To address higher-speed crashes that continue to cause fatalities, the Insurance Institute for Highway Safety (IIHS) introduces a tougher side crash test. However, the first set of small SUVs tested for the new segment returned disappointing results, with only one model garnering a Good rating out of the 20 entries. This wasn’t a surprise, according to the IIHS.
“Obviously, these results aren’t great, but they’re in line with what we expected when we adopted this more stringent test,” says IIHS Senior Research Engineer Becky Mueller. Mueller’s research formed the foundation for the new test protocol – in the name of safety, as always.

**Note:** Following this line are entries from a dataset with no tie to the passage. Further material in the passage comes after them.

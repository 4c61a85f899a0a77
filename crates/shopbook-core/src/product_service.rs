//! Business logic for inventory products.

use uuid::Uuid;

use shopbook_domain::{Ledger, Product};

use crate::{movement_service::validate_amount, CoreError};

/// Changeset applied by [`ProductService::update`]. `None` leaves the
/// field untouched.
#[derive(Debug, Clone, Default)]
pub struct ProductChanges {
    pub name: Option<String>,
    pub cost: Option<f64>,
    pub price: Option<f64>,
    pub stock: Option<i64>,
}

/// Provides validated mutations for [`Product`] entities.
///
/// Stock intentionally has no floor; an oversell leaves a negative count.
pub struct ProductService;

impl ProductService {
    /// Adds a product to the business inventory and returns its id.
    pub fn record(
        ledger: &mut Ledger,
        business_id: Uuid,
        name: impl Into<String>,
        cost: f64,
        price: f64,
        stock: i64,
    ) -> Result<Uuid, CoreError> {
        let name = name.into();
        if name.trim().is_empty() {
            return Err(CoreError::Validation(
                "product name must not be empty".into(),
            ));
        }
        validate_amount(cost)?;
        validate_amount(price)?;
        if ledger.business(business_id).is_none() {
            return Err(CoreError::BusinessNotFound(business_id));
        }
        Ok(ledger.add_product(Product::new(business_id, name, cost, price, stock)))
    }

    /// Updates an existing product by applying the provided changeset.
    pub fn update(
        ledger: &mut Ledger,
        product_id: Uuid,
        changes: ProductChanges,
    ) -> Result<(), CoreError> {
        if let Some(name) = changes.name.as_deref() {
            if name.trim().is_empty() {
                return Err(CoreError::Validation(
                    "product name must not be empty".into(),
                ));
            }
        }
        if let Some(cost) = changes.cost {
            validate_amount(cost)?;
        }
        if let Some(price) = changes.price {
            validate_amount(price)?;
        }
        let product = ledger
            .product_mut(product_id)
            .ok_or(CoreError::ProductNotFound(product_id))?;
        if let Some(name) = changes.name {
            product.name = name;
        }
        if let Some(cost) = changes.cost {
            product.cost = cost;
        }
        if let Some(price) = changes.price {
            product.price = price;
        }
        if let Some(stock) = changes.stock {
            product.stock = stock;
        }
        ledger.touch();
        Ok(())
    }

    /// Returns every product in the business inventory.
    pub fn list(ledger: &Ledger, business_id: Uuid) -> Result<Vec<&Product>, CoreError> {
        if ledger.business(business_id).is_none() {
            return Err(CoreError::BusinessNotFound(business_id));
        }
        Ok(ledger.products_for(business_id).collect())
    }
}
//! Helper functions for high-level ledger orchestration.

use shopbook_domain::Ledger;

/// Provides the constructor for [`Ledger`] instances.
pub struct LedgerService;

impl LedgerService {
    /// Creates a new empty ledger with the supplied name.
    pub fn create(name: impl Into<String>) -> Ledger {
        Ledger::new(name)
    }
}
//! shopbook-core
//!
//! Ledger Store, Aggregation Engine and Forecast Engine services.
//! Depends on shopbook-domain. No CLI, no terminal I/O, no direct storage
//! interactions; persistence is injected through [`storage::LedgerStorage`].
//!
//! Authorization lives outside this crate: callers pass an already
//! verified `(user, business)` pair, with [`BusinessService::ensure_owned`]
//! as the check the access boundary runs before business-scoped calls.

pub mod business_service;
pub mod error;
pub mod forecast_service;
pub mod ledger_service;
pub mod movement_service;
pub mod product_service;
pub mod public_api;
pub mod storage;
pub mod summary_service;
pub mod time;
pub mod user_service;

pub use business_service::*;
pub use error::CoreError;
pub use forecast_service::*;
pub use ledger_service::*;
pub use movement_service::*;
pub use product_service::*;
pub use public_api::*;
pub use summary_service::*;
pub use time::{Clock, SystemClock};
pub use user_service::*;

#[cfg(test)]
mod tests;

Out of the models tested, only the Mazda CX-5 got a good rating. Nine vehicles earn acceptable ratings: the Audi Q3, Buick Encore, Chevrolet Trax, Honda CR-V, Nissan Rogue, Subaru Forester, Toyota RAV4, Toyota Venza, and Volvo XC40.
However, eight vehicles – the Chevrolet Equinox, Ford Escape, GMC Terrain, Hyundai Tucson, Jeep Compass, Jeep Renegade, Kia Sportage, and Lincoln Corsair – got marginal ratings, while the Honda HR-V and Mitsubishi Eclipse Cross, earned poor ratings.
All vehicle models tested were 2021 models, except for the Outlander, which skipped the 2021 model year so the 2020 model was tested. IIHS said that all the ratings will carry over to the 2022 model year, such as the 2022 Mazda CX-5 pictured in the gallery above, except for the Compass and the Tucson.
Updates on the tougher side crash test include a heavier barrier traveling at a higher speed to simulate the striking vehicle. The barrier now weighs 4,180 pounds (1,896 kilograms), which is close to the weight of a modern midsize SUV. It will hit the test vehicle at a speed of 37 miles per hour (60 kilometers per hour).
Of note, in the original side crash test, which was introduced in 2003, the barrier weighed 3,300 pounds (1,497 kg) and hit test vehicles at 31 mph (50 km/h).